De Jager is van mening dat de EU-regels waaraan nationale begrotingen moeten voldoen de afgelopen jaren niet streng genoeg zijn nageleefd. Volgens deze regels mag een begrotingstekort hooguit 3 procent van het bruto binnenlands product (bbp) bedragen. Maar volgens De Jager is dat „de absolute ondergrens”. Lidstaten moeten zich volgens hem richten op het bereiken van een begrotingsoverschot. Ook met de regel dat de staatsschuld van EU-landen maximaal 60 procent van het bbp mag bedragen, is volgens de minister tot dusver te veel de hand gelicht.
De Jager is sterk voor een hardere aanpak van lidstaten die er een potje van maken met hun begroting. Hij heeft er ook geen enkele moeite mee om Brussel eerder dan nu inzage te geven in de financiële situatie van Nederland. Om praktische en staatsrechtelijke redenen kan er echter geen sprake van zijn dat de Europese Commissie al in het voorjaar een ontwerpbegroting ontvangt. Europees Commissaris Olli Rehn (Monetair beleid) leek daar vorige week wel op aan te sturen, maar maandagavond liet hij blijken dat „de soep niet zo heet wordt gegeten”, aldus De Jager.

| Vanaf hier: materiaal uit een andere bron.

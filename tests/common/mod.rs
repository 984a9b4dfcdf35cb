//! Common test infrastructure
//!
//! Each test gets an isolated pipeline: file-backed stores in a temp dir,
//! stub adapters, and a queue runner driven by hand.
//!
//! # Example
//!
//! ```no_run
//! mod common;
//! use common::{song, TestPipeline};
//!
//! #[tokio::test]
//! async fn test_play() {
//!     let pipeline = TestPipeline::spawn();
//!     pipeline.controller.request_playback(&song(42)).await.unwrap();
//!     pipeline.runner.drain().await.unwrap();
//! }
//! ```

mod pipeline;
mod stubs;

pub use pipeline::{song, TestPipeline, DEFAULT_SOURCE_ID};
#[allow(unused_imports)]
pub use stubs::{
    StubDownloader, StubLinks, StubSearcher, StubTrackStore, StubUploader, CDN_BASE_URL,
};
//! Tunefetch library
//!
//! Turns a catalog track reference into a playable audio file by chaining
//! search, download and delivery-channel upload through a durable work queue.

pub mod adapters;
pub mod config;
pub mod logging;
pub mod pipeline;
pub mod sqlite_persistence;
pub mod track_store;
pub mod work_queue;

// Re-export commonly used types for convenience
pub use pipeline::{PipelineController, PipelineError, PlaybackState, StageHandlers};
pub use track_store::{SqliteTrackStore, TrackRecord, TrackStatus, TrackStore};
pub use work_queue::{QueueRunner, SqliteWorkQueue, WorkQueue};
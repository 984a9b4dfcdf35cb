use anyhow::{bail, Context, Result};
use async_trait::async_trait;
use clap::{Parser, Subcommand};
use serde::Serialize;
use std::path::PathBuf;
use std::sync::Arc;
use std::time::Duration;
use tokio_util::sync::CancellationToken;
use tracing::info;

use tunefetch::adapters::{TelegramChannel, YtDlpDownloader, YtDlpSearcher};
use tunefetch::config::{self, AppConfig, LogFormat};
use tunefetch::logging::{init_tracing, LogContext};
use tunefetch::pipeline::{
    AdapterError, LinkResolver, PipelineController, StageHandlers, TerminalFailureReconciler,
};
use tunefetch::track_store::{SqliteTrackStore, TrackReference, TrackStore};
use tunefetch::work_queue::{HandlerRegistry, QueueRunner, SqliteWorkQueue, WorkQueue};

fn parse_path(s: &str) -> Result<PathBuf, String> {
    let path_buf = PathBuf::from(s);
    let original_path = match path_buf.canonicalize() {
        Ok(path) => path,
        Err(msg) => {
            if msg.kind() == std::io::ErrorKind::NotFound {
                path_buf
            } else {
                return Err(format!("Error resolving path '{}': {}", s, msg));
            }
        }
    };
    if original_path.is_absolute() {
        return Ok(original_path);
    }
    let cwd = std::env::current_dir().map_err(|e| format!("Failed to get current dir: {}", e))?;
    Ok(cwd.join(original_path))
}

fn parse_dir(s: &str) -> Result<PathBuf, String> {
    let path = parse_path(s)?;
    if !path.exists() {
        return Err(format!("Directory does not exist: {}", s));
    }
    if !path.is_dir() {
        return Err(format!("Path is not a directory: {}", s));
    }
    Ok(path)
}

#[derive(Parser, Debug)]
#[command(version, about = "Turns catalog track references into playable audio")]
struct CliArgs {
    /// Path to TOML configuration file. Values in the file override CLI arguments.
    #[clap(long, value_parser = parse_path)]
    pub config: Option<PathBuf>,

    /// Directory holding tracks.db and work_queue.db.
    #[clap(long, value_parser = parse_dir)]
    pub db_dir: Option<PathBuf>,

    /// Directory for transient downloads. Defaults to <db_dir>/downloads.
    #[clap(long, value_parser = parse_path)]
    pub download_dir: Option<PathBuf>,

    #[clap(long, value_enum, default_value_t = LogFormat::Text)]
    pub log_format: LogFormat,

    #[clap(long)]
    pub yt_dlp_path: Option<String>,

    #[clap(long)]
    pub telegram_bot_token: Option<String>,

    /// Chat that stores uploaded audio.
    #[clap(long, allow_hyphen_values = true)]
    pub telegram_storage_chat_id: Option<i64>,

    #[command(subcommand)]
    command: Command,
}

#[derive(Subcommand, Debug)]
enum Command {
    /// Run the stage workers until Ctrl+C.
    Serve,

    /// Request a playable link, starting the pipeline if needed.
    Play {
        external_id: i64,

        #[clap(long, default_value = "")]
        title: String,

        #[clap(long, default_value = "")]
        artist: String,

        /// Duration in seconds.
        #[clap(long, default_value_t = 0)]
        duration: u32,

        #[clap(long)]
        cover: Option<String>,
    },

    /// Print the stored record of a track.
    Status { external_id: i64 },

    /// Print work queue statistics.
    Stats,
}

impl From<&CliArgs> for config::CliConfig {
    fn from(args: &CliArgs) -> Self {
        config::CliConfig {
            db_dir: args.db_dir.clone(),
            download_dir: args.download_dir.clone(),
            log_format: args.log_format,
            yt_dlp_path: args.yt_dlp_path.clone(),
            telegram_bot_token: args.telegram_bot_token.clone(),
            telegram_storage_chat_id: args.telegram_storage_chat_id,
        }
    }
}

/// Link resolver for commands that never materialize links.
struct NoDeliveryChannel;

#[async_trait]
impl LinkResolver for NoDeliveryChannel {
    async fn resolve_link(&self, _content_handle: &str) -> Result<String, AdapterError> {
        Err(AdapterError::Channel(
            "no delivery channel configured".to_string(),
        ))
    }
}

struct Stores {
    tracks: Arc<SqliteTrackStore>,
    queue: Arc<SqliteWorkQueue>,
}

fn open_stores(app_config: &AppConfig) -> Result<Stores> {
    if !app_config.track_db_path().exists() {
        info!(
            "Creating new track database at {:?}",
            app_config.track_db_path()
        );
    }
    let tracks = Arc::new(SqliteTrackStore::new(app_config.track_db_path())?);

    let queue = Arc::new(
        SqliteWorkQueue::new(app_config.work_queue_db_path())?
            .with_seconds_per_job(app_config.queue.seconds_per_job_estimate),
    );
    Ok(Stores { tracks, queue })
}

fn controller(
    app_config: &AppConfig,
    stores: &Stores,
    links: Arc<dyn LinkResolver>,
) -> PipelineController {
    PipelineController::new(
        stores.tracks.clone() as Arc<dyn TrackStore>,
        stores.queue.clone() as Arc<dyn WorkQueue>,
        links,
        app_config.pipeline.clone(),
        LogContext::new("pipeline_controller"),
    )
}

fn print_json<T: Serialize>(value: &T) -> Result<()> {
    println!("{}", serde_json::to_string_pretty(value)?);
    Ok(())
}

async fn serve(app_config: &AppConfig, stores: Stores) -> Result<()> {
    let Some(telegram) = &app_config.telegram else {
        bail!("serve requires --telegram-bot-token and --telegram-storage-chat-id");
    };
    let channel = Arc::new(TelegramChannel::new(telegram)?);

    tokio::fs::create_dir_all(&app_config.download_dir)
        .await
        .with_context(|| format!("Failed to create {:?}", app_config.download_dir))?;

    let searcher = Arc::new(YtDlpSearcher::new(
        app_config.yt_dlp_path.clone(),
        app_config.pipeline.search_candidates,
        app_config.pipeline.max_candidate_duration_secs,
    ));
    let downloader = Arc::new(YtDlpDownloader::new(
        app_config.yt_dlp_path.clone(),
        app_config.download_dir.clone(),
    ));

    let stages = Arc::new(StageHandlers::new(
        stores.tracks.clone(),
        stores.queue.clone(),
        searcher,
        downloader,
        channel,
        app_config.pipeline.clone(),
        LogContext::new("stage_handlers"),
    ));

    let mut registry = HandlerRegistry::new();
    stages.register(&mut registry);
    registry.on_terminal_failure(Arc::new(TerminalFailureReconciler::new(
        stores.tracks.clone(),
        LogContext::new("terminal_failure_reconciler"),
    )));

    let runner = Arc::new(QueueRunner::new(
        stores.queue.clone(),
        registry,
        &app_config.queue,
        LogContext::new("queue_runner"),
    ));

    let shutdown_token = CancellationToken::new();
    let runner_handle = tokio::spawn(runner.run(shutdown_token.clone()));

    info!("Ready to process jobs");

    tokio::signal::ctrl_c()
        .await
        .context("Failed to listen for Ctrl+C")?;
    info!("Received Ctrl+C, initiating graceful shutdown");
    shutdown_token.cancel();

    runner_handle.await.context("Queue runner task failed")?;
    tokio::time::sleep(Duration::from_millis(100)).await;
    Ok(())
}

#[tokio::main]
async fn main() -> Result<()> {
    let cli_args = CliArgs::parse();

    let file_config = match &cli_args.config {
        Some(path) => Some(config::FileConfig::load(path)?),
        None => None,
    };

    // Resolve final configuration (TOML overrides CLI)
    let cli_config: config::CliConfig = (&cli_args).into();
    let app_config = AppConfig::resolve(&cli_config, file_config)?;

    init_tracing(app_config.log_format)?;

    info!("Configuration loaded:");
    info!("  db_dir: {:?}", app_config.db_dir);
    info!("  download_dir: {:?}", app_config.download_dir);
    info!(
        "  delivery channel: {}",
        if app_config.telegram.is_some() {
            "telegram"
        } else {
            "none"
        }
    );

    let stores = open_stores(&app_config)?;

    match cli_args.command {
        Command::Serve => serve(&app_config, stores).await,
        Command::Play {
            external_id,
            title,
            artist,
            duration,
            cover,
        } => {
            let Some(telegram) = &app_config.telegram else {
                bail!("play requires --telegram-bot-token and --telegram-storage-chat-id");
            };
            let channel = Arc::new(TelegramChannel::new(telegram)?);
            let controller = controller(&app_config, &stores, channel);

            let mut reference =
                TrackReference::new(external_id).with_metadata(title, artist, duration);
            if let Some(cover) = cover {
                reference = reference.with_cover(cover);
            }

            let state = controller.request_playback(&reference).await?;
            print_json(&state)
        }
        Command::Status { external_id } => {
            let controller = controller(&app_config, &stores, Arc::new(NoDeliveryChannel));
            print_json(&controller.get_status(external_id)?)
        }
        Command::Stats => {
            let controller = controller(&app_config, &stores, Arc::new(NoDeliveryChannel));
            print_json(&controller.queue_stats()?)
        }
    }
}
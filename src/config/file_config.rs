use anyhow::{Context, Result};
use serde::Deserialize;
use std::path::Path;

#[derive(Debug, Deserialize, Default)]
#[serde(default)]
pub struct FileConfig {
    // Core settings (can override CLI)
    pub db_dir: Option<String>,
    pub download_dir: Option<String>,
    pub log_format: Option<String>,
    pub yt_dlp_path: Option<String>,

    // Sections
    pub pipeline: Option<PipelineConfig>,
    pub queue: Option<QueueConfig>,
    pub telegram: Option<TelegramConfig>,
}

#[derive(Debug, Deserialize, Default, Clone)]
#[serde(default)]
pub struct PipelineConfig {
    pub search_max_retries: Option<i32>,
    pub download_max_retries: Option<i32>,
    pub upload_max_retries: Option<i32>,
    pub request_timeout_secs: Option<u64>,
    pub max_candidate_duration_secs: Option<u32>,
    pub search_candidates: Option<u32>,
}

#[derive(Debug, Deserialize, Default, Clone)]
#[serde(default)]
pub struct QueueConfig {
    pub workers: Option<usize>,
    pub poll_interval_ms: Option<u64>,
    pub initial_backoff_secs: Option<u64>,
    pub max_backoff_secs: Option<u64>,
    pub backoff_multiplier: Option<f64>,
    pub job_timeout_secs: Option<u64>,
    pub stale_in_progress_threshold_secs: Option<u64>,
    pub seconds_per_job_estimate: Option<u64>,
}

#[derive(Debug, Deserialize, Default, Clone)]
#[serde(default)]
pub struct TelegramConfig {
    pub bot_token: Option<String>,
    pub storage_chat_id: Option<i64>,
    pub api_base_url: Option<String>,
    pub timeout_secs: Option<u64>,
}

impl FileConfig {
    pub fn load(path: &Path) -> Result<Self> {
        let content = std::fs::read_to_string(path)
            .with_context(|| format!("Failed to read config file: {:?}", path))?;
        toml::from_str(&content).with_context(|| format!("Failed to parse config file: {:?}", path))
    }
}
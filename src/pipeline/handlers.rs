//! Stage handlers.
//!
//! Bind each job kind to its adapter, persist the outcome on the track record
//! and enqueue the next stage. Retries belong to the work queue: on failure a
//! handler records a provisional error and hands the failure back.

use super::adapters::{DownloadAdapter, SearchAdapter, UploadAdapter};
use super::error::PipelineError;
use super::jobs::{download_job, upload_job};
use crate::config::PipelineSettings;
use crate::logging::LogContext;
use crate::track_store::{FailureKind, TrackKey, TrackRecord, TrackStatus, TrackStore};
use crate::work_queue::{
    DownloadPayload, HandlerRegistry, JobFailure, JobHandler, JobKind, QueuedJob, SearchPayload,
    UploadPayload, WorkQueue,
};
use async_trait::async_trait;
use serde::de::DeserializeOwned;
use std::path::{Path, PathBuf};
use std::sync::Arc;
use tracing::{debug, error, info, warn, Instrument};

pub struct StageHandlers {
    tracks: Arc<dyn TrackStore>,
    queue: Arc<dyn WorkQueue>,
    searcher: Arc<dyn SearchAdapter>,
    downloader: Arc<dyn DownloadAdapter>,
    uploader: Arc<dyn UploadAdapter>,
    settings: PipelineSettings,
    log: LogContext,
}

impl StageHandlers {
    pub fn new(
        tracks: Arc<dyn TrackStore>,
        queue: Arc<dyn WorkQueue>,
        searcher: Arc<dyn SearchAdapter>,
        downloader: Arc<dyn DownloadAdapter>,
        uploader: Arc<dyn UploadAdapter>,
        settings: PipelineSettings,
        log: LogContext,
    ) -> Self {
        Self {
            tracks,
            queue,
            searcher,
            downloader,
            uploader,
            settings,
            log,
        }
    }

    /// Register one handler per stage.
    pub fn register(self: &Arc<Self>, registry: &mut HandlerRegistry) {
        for kind in [JobKind::Search, JobKind::Download, JobKind::Upload] {
            registry.register(
                kind,
                Arc::new(StageJobHandler {
                    stages: self.clone(),
                    kind,
                }),
            );
        }
    }

    // =========================================================================
    // Search
    // =========================================================================

    pub async fn handle_search(&self, payload: SearchPayload) -> Result<(), PipelineError> {
        let key = TrackKey::External(payload.external_id);
        let mut record = self.load(key)?;
        if record.is_delivered() {
            info!("Track already delivered, skipping search");
            return Ok(());
        }

        let source_id = match self
            .searcher
            .search(&record.artist, &record.title, record.duration)
            .await
        {
            Ok(source_id) => source_id,
            Err(e) => {
                warn!("Search failed for {} - {}: {}", record.artist, record.title, e);
                self.mark_provisional_error(key);
                return Err(e.into());
            }
        };

        record.source_id = Some(source_id.clone());
        record.status = TrackStatus::Processing;
        record.failure_kind = None;
        let stored = self
            .tracks
            .upsert(&record)
            .map_err(PipelineError::Persistence)?;
        if stored.is_delivered() {
            info!("Track delivered concurrently, not enqueueing download");
            return Ok(());
        }

        let job_id = download_job(&self.settings, stored.id, &source_id)
            .and_then(|job| self.queue.enqueue(job))
            .map_err(PipelineError::Enqueue)?;
        info!("Resolved source {}, enqueued download job {}", source_id, job_id);
        Ok(())
    }

    // =========================================================================
    // Download
    // =========================================================================

    pub async fn handle_download(&self, payload: DownloadPayload) -> Result<(), PipelineError> {
        let key = TrackKey::Internal(payload.track_id);
        let record = self.load(key)?;
        if record.is_delivered() {
            info!("Track already delivered, skipping download");
            return Ok(());
        }

        let path = match self.downloader.download(&payload.source_id).await {
            Ok(path) => path,
            Err(e) => {
                warn!("Download of {} failed: {}", payload.source_id, e);
                self.mark_provisional_error(key);
                return Err(e.into());
            }
        };

        // Supersede a provisional error left by an earlier attempt
        self.tracks
            .set_status(key, TrackStatus::Processing, None)
            .map_err(PipelineError::Persistence)?;

        match upload_job(&self.settings, payload.track_id, &path)
            .and_then(|job| self.queue.enqueue(job))
        {
            Ok(job_id) => {
                info!("Downloaded {:?}, enqueued upload job {}", path, job_id);
                Ok(())
            }
            Err(e) => {
                // Nobody will consume the artifact
                drop(ArtifactGuard::new(path));
                Err(PipelineError::Enqueue(e))
            }
        }
    }

    // =========================================================================
    // Upload
    // =========================================================================

    pub async fn handle_upload(&self, payload: UploadPayload) -> Result<(), PipelineError> {
        let artifact = ArtifactGuard::new(PathBuf::from(&payload.file_path));

        let key = TrackKey::Internal(payload.track_id);
        let record = self.load(key)?;
        if record.is_delivered() {
            info!("Track already delivered, discarding artifact");
            return Ok(());
        }

        let content = match self
            .uploader
            .upload(artifact.path(), &record.metadata())
            .await
        {
            Ok(content) => content,
            Err(e) => {
                warn!("Upload of {:?} failed: {}", artifact.path(), e);
                self.mark_provisional_error(key);
                return Err(e.into());
            }
        };

        let stored = self
            .tracks
            .upsert(&record.with_content(content))
            .map_err(PipelineError::Persistence)?;
        info!(
            "Track external_id={} is ready (content {})",
            stored.external_id,
            stored.content_unique_token.as_deref().unwrap_or("")
        );
        Ok(())
    }

    fn load(&self, key: TrackKey) -> Result<TrackRecord, PipelineError> {
        self.tracks
            .get(key)
            .map_err(PipelineError::Persistence)?
            .ok_or(PipelineError::MissingRecord(key))
    }

    fn mark_provisional_error(&self, key: TrackKey) {
        match self
            .tracks
            .set_status(key, TrackStatus::Error, Some(FailureKind::Transient))
        {
            Ok(true) => {}
            Ok(false) => debug!("Track {} not marked as error (ready or missing)", key),
            Err(e) => error!("Failed to mark track {} as error: {:#}", key, e),
        }
    }
}

/// Adapts one stage of [`StageHandlers`] to the work queue.
struct StageJobHandler {
    stages: Arc<StageHandlers>,
    kind: JobKind,
}

impl StageJobHandler {
    fn decode<T: DeserializeOwned>(job: &QueuedJob) -> Result<T, PipelineError> {
        job.decode()
            .map_err(|e| PipelineError::InvalidPayload(format!("{} job {}: {}", job.kind, job.id, e)))
    }

    async fn run(&self, job: &QueuedJob) -> Result<(), PipelineError> {
        match self.kind {
            JobKind::Search => self.stages.handle_search(Self::decode(job)?).await,
            JobKind::Download => self.stages.handle_download(Self::decode(job)?).await,
            JobKind::Upload => self.stages.handle_upload(Self::decode(job)?).await,
        }
    }
}

#[async_trait]
impl JobHandler for StageJobHandler {
    async fn handle(&self, job: &QueuedJob) -> Result<(), JobFailure> {
        let span = tracing::info_span!(parent: self.stages.log.span(), "stage", kind = %self.kind);
        self.run(job)
            .instrument(span)
            .await
            .map_err(JobFailure::from)
    }
}

/// Deletes a transient artifact when dropped.
pub struct ArtifactGuard {
    path: PathBuf,
}

impl ArtifactGuard {
    pub fn new(path: PathBuf) -> Self {
        Self { path }
    }

    pub fn path(&self) -> &Path {
        &self.path
    }
}

impl Drop for ArtifactGuard {
    fn drop(&mut self) {
        match std::fs::remove_file(&self.path) {
            Ok(()) => debug!("Removed artifact {:?}", self.path),
            Err(e) if e.kind() == std::io::ErrorKind::NotFound => {}
            Err(e) => warn!("Failed to remove artifact {:?}: {}", self.path, e),
        }
    }
}
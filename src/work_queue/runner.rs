//! Worker pool draining the work queue.
//!
//! Each worker claims one job at a time, dispatches it to the handler
//! registered for its kind and records the outcome in the ledger. Retry
//! decisions live here, never in the handlers.

use super::models::{JobFailure, JobKind, QueuedJob};
use super::queue_store::JobLedger;
use super::retry_policy::RetryPolicy;
use crate::config::QueueSettings;
use crate::logging::LogContext;
use anyhow::Result;
use async_trait::async_trait;
use std::collections::HashMap;
use std::sync::Arc;
use std::time::Duration;
use tokio::task::JoinSet;
use tokio_util::sync::CancellationToken;
use tracing::{debug, error, info, warn, Instrument};

/// Stage logic bound to one job kind.
#[async_trait]
pub trait JobHandler: Send + Sync {
    async fn handle(&self, job: &QueuedJob) -> Result<(), JobFailure>;
}

/// Callback fired for every job that ends up `DEAD`.
///
/// A job counts as reconciled only once every handler returned `Ok`. Until
/// then maintenance calls the handlers again, also after a restart, so they
/// must be idempotent.
pub trait TerminalFailureHandler: Send + Sync {
    fn on_exhausted(&self, job: &QueuedJob, last_failure: &JobFailure) -> Result<()>;
}

/// Dead jobs reconciled per maintenance pass.
const RECONCILE_BATCH: usize = 50;

/// Maps job kinds to their handlers.
#[derive(Default)]
pub struct HandlerRegistry {
    handlers: HashMap<JobKind, Arc<dyn JobHandler>>,
    terminal: Vec<Arc<dyn TerminalFailureHandler>>,
}

impl HandlerRegistry {
    pub fn new() -> Self {
        Self::default()
    }

    /// Register the handler for a job kind, replacing any previous one.
    pub fn register(&mut self, kind: JobKind, handler: Arc<dyn JobHandler>) {
        if self.handlers.insert(kind, handler).is_some() {
            warn!("Replacing handler for {} jobs", kind);
        }
    }

    pub fn on_terminal_failure(&mut self, handler: Arc<dyn TerminalFailureHandler>) {
        self.terminal.push(handler);
    }

    pub fn handler(&self, kind: JobKind) -> Option<&Arc<dyn JobHandler>> {
        self.handlers.get(&kind)
    }

    fn notify_exhausted(&self, job: &QueuedJob, failure: &JobFailure) -> Result<()> {
        let mut outcome = Ok(());
        for handler in &self.terminal {
            if let Err(e) = handler.on_exhausted(job, failure) {
                outcome = Err(e);
            }
        }
        outcome
    }
}

/// Runs the worker pool and the queue maintenance loop.
pub struct QueueRunner {
    ledger: Arc<dyn JobLedger>,
    registry: HandlerRegistry,
    retry_policy: RetryPolicy,
    workers: usize,
    poll_interval: Duration,
    job_timeout: Duration,
    stale_threshold_secs: i64,
    log: LogContext,
}

impl QueueRunner {
    pub fn new(
        ledger: Arc<dyn JobLedger>,
        registry: HandlerRegistry,
        settings: &QueueSettings,
        log: LogContext,
    ) -> Self {
        Self {
            ledger,
            registry,
            retry_policy: RetryPolicy::new(settings),
            workers: settings.workers.max(1),
            poll_interval: Duration::from_millis(settings.poll_interval_ms),
            job_timeout: Duration::from_secs(settings.job_timeout_secs),
            stale_threshold_secs: settings.stale_in_progress_threshold_secs as i64,
            log,
        }
    }

    /// Run workers and maintenance until the shutdown token is cancelled.
    ///
    /// In-flight jobs finish their current attempt before their worker exits.
    pub async fn run(self: Arc<Self>, shutdown: CancellationToken) {
        let span = self.log.span().clone();
        async move {
            info!(
                "Queue runner starting (workers={}, poll_interval={:?}, job_timeout={:?})",
                self.workers, self.poll_interval, self.job_timeout
            );

            let mut tasks = JoinSet::new();
            for worker in 0..self.workers {
                let runner = self.clone();
                let token = shutdown.clone();
                tasks.spawn(
                    async move { runner.worker_loop(worker, token).await }
                        .instrument(self.log.span().clone()),
                );
            }
            {
                let runner = self.clone();
                let token = shutdown.clone();
                tasks.spawn(
                    async move { runner.maintenance_loop(token).await }
                        .instrument(self.log.span().clone()),
                );
            }

            while let Some(result) = tasks.join_next().await {
                if let Err(e) = result {
                    error!("Queue runner task panicked: {}", e);
                }
            }

            info!("Queue runner stopped");
        }
        .instrument(span)
        .await
    }

    async fn worker_loop(&self, worker: usize, shutdown: CancellationToken) {
        debug!("Worker {} started", worker);
        while !shutdown.is_cancelled() {
            match self.process_next().await {
                Ok(true) => continue,
                Ok(false) => {}
                Err(e) => error!("Worker {} failed to process job: {:#}", worker, e),
            }

            tokio::select! {
                _ = tokio::time::sleep(self.poll_interval) => {}
                _ = shutdown.cancelled() => break,
            }
        }
        debug!("Worker {} stopped", worker);
    }

    async fn maintenance_loop(&self, shutdown: CancellationToken) {
        loop {
            if let Err(e) = self.run_maintenance() {
                error!("Queue maintenance failed: {:#}", e);
            }

            tokio::select! {
                _ = tokio::time::sleep(self.poll_interval) => {}
                _ = shutdown.cancelled() => break,
            }
        }
    }

    /// Promote due retries, re-queue jobs abandoned by a crashed worker and
    /// retry terminal-failure handling of dead jobs not yet reconciled.
    pub fn run_maintenance(&self) -> Result<()> {
        let promoted = self.ledger.promote_retry_ready()?;
        if promoted > 0 {
            debug!("Promoted {} jobs from retry waiting", promoted);
        }

        let requeued = self.ledger.requeue_stale(self.stale_threshold_secs)?;
        if requeued > 0 {
            warn!("Re-queued {} stale in-progress jobs", requeued);
        }

        let mut reconciled = 0;
        for job in self.ledger.get_unreconciled_dead(RECONCILE_BATCH)? {
            let failure = JobFailure::permanent(job.last_error.clone().unwrap_or_default());
            if self.reconcile(&job, &failure) {
                reconciled += 1;
            }
        }
        if reconciled > 0 {
            info!("Reconciled {} dead jobs", reconciled);
        }
        Ok(())
    }

    /// Run the terminal-failure handlers of a dead job. Returns true once the
    /// job is recorded as reconciled.
    fn reconcile(&self, job: &QueuedJob, failure: &JobFailure) -> bool {
        if let Err(e) = self.registry.notify_exhausted(job, failure) {
            warn!(
                "Terminal failure handling of job {} failed, retrying on next maintenance: {:#}",
                job.id, e
            );
            return false;
        }

        match self.ledger.mark_reconciled(&job.id) {
            Ok(()) => true,
            Err(e) => {
                error!("Failed to mark job {} as reconciled: {:#}", job.id, e);
                false
            }
        }
    }

    /// Claim and process one job. Returns false if the queue had nothing pending.
    pub async fn process_next(&self) -> Result<bool> {
        let Some(job) = self.ledger.claim_next()? else {
            return Ok(false);
        };

        let span = tracing::info_span!(
            "job",
            id = %job.id,
            kind = %job.kind,
            attempt = job.retry_count + 1
        );
        let outcome = self.dispatch(&job).instrument(span.clone()).await;
        span.in_scope(|| self.record_outcome(&job, outcome))?;
        Ok(true)
    }

    /// Process jobs until none is pending. Returns the number processed.
    pub async fn drain(&self) -> Result<usize> {
        let mut processed = 0;
        while self.process_next().await? {
            processed += 1;
        }
        Ok(processed)
    }

    async fn dispatch(&self, job: &QueuedJob) -> Result<(), JobFailure> {
        let Some(handler) = self.registry.handler(job.kind) else {
            return Err(JobFailure::permanent(format!(
                "No handler registered for {} jobs",
                job.kind
            )));
        };

        match tokio::time::timeout(self.job_timeout, handler.handle(job)).await {
            Ok(result) => result,
            Err(_) => Err(JobFailure::retryable(format!(
                "Job timed out after {:?}",
                self.job_timeout
            ))),
        }
    }

    fn record_outcome(&self, job: &QueuedJob, outcome: Result<(), JobFailure>) -> Result<()> {
        let failure = match outcome {
            Ok(()) => {
                self.ledger.mark_completed(&job.id)?;
                debug!("Job completed");
                return Ok(());
            }
            Err(failure) => failure,
        };

        if self.retry_policy.should_retry(&failure, job) {
            let next_retry_at = self.retry_policy.next_retry_at(job.retry_count);
            warn!(
                "Job failed (retry {}/{}), next attempt in {}s: {}",
                job.retry_count + 1,
                job.max_retries,
                self.retry_policy.backoff_secs(job.retry_count),
                failure
            );
            self.ledger
                .mark_retry_waiting(&job.id, next_retry_at, &failure.message)?;
            return Ok(());
        }

        if self.ledger.mark_dead(&job.id, &failure.message)? {
            error!(
                "Job exhausted after {} retries: {}",
                job.retry_count, failure
            );
            self.reconcile(job, &failure);
        }
        Ok(())
    }
}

Hij legt het plan van Rehn nu zo uit dat lidstaten de Europese Commissie al zo vroeg mogelijk in het jaar op de hoogte stellen van hun begrotingsvoornemens, zodat het dagelijks bestuur van de EU aan de bel kan trekken als de uitgaven uit de hand dreigen te lopen. Het begrotingsproces blijft daarentegen een puur nationale bevoegdheid. „De EU krijgt geen zeggenschap over hoeveel politieagenten er in Nederland bij komen of waar we op gaan bezuinigen.”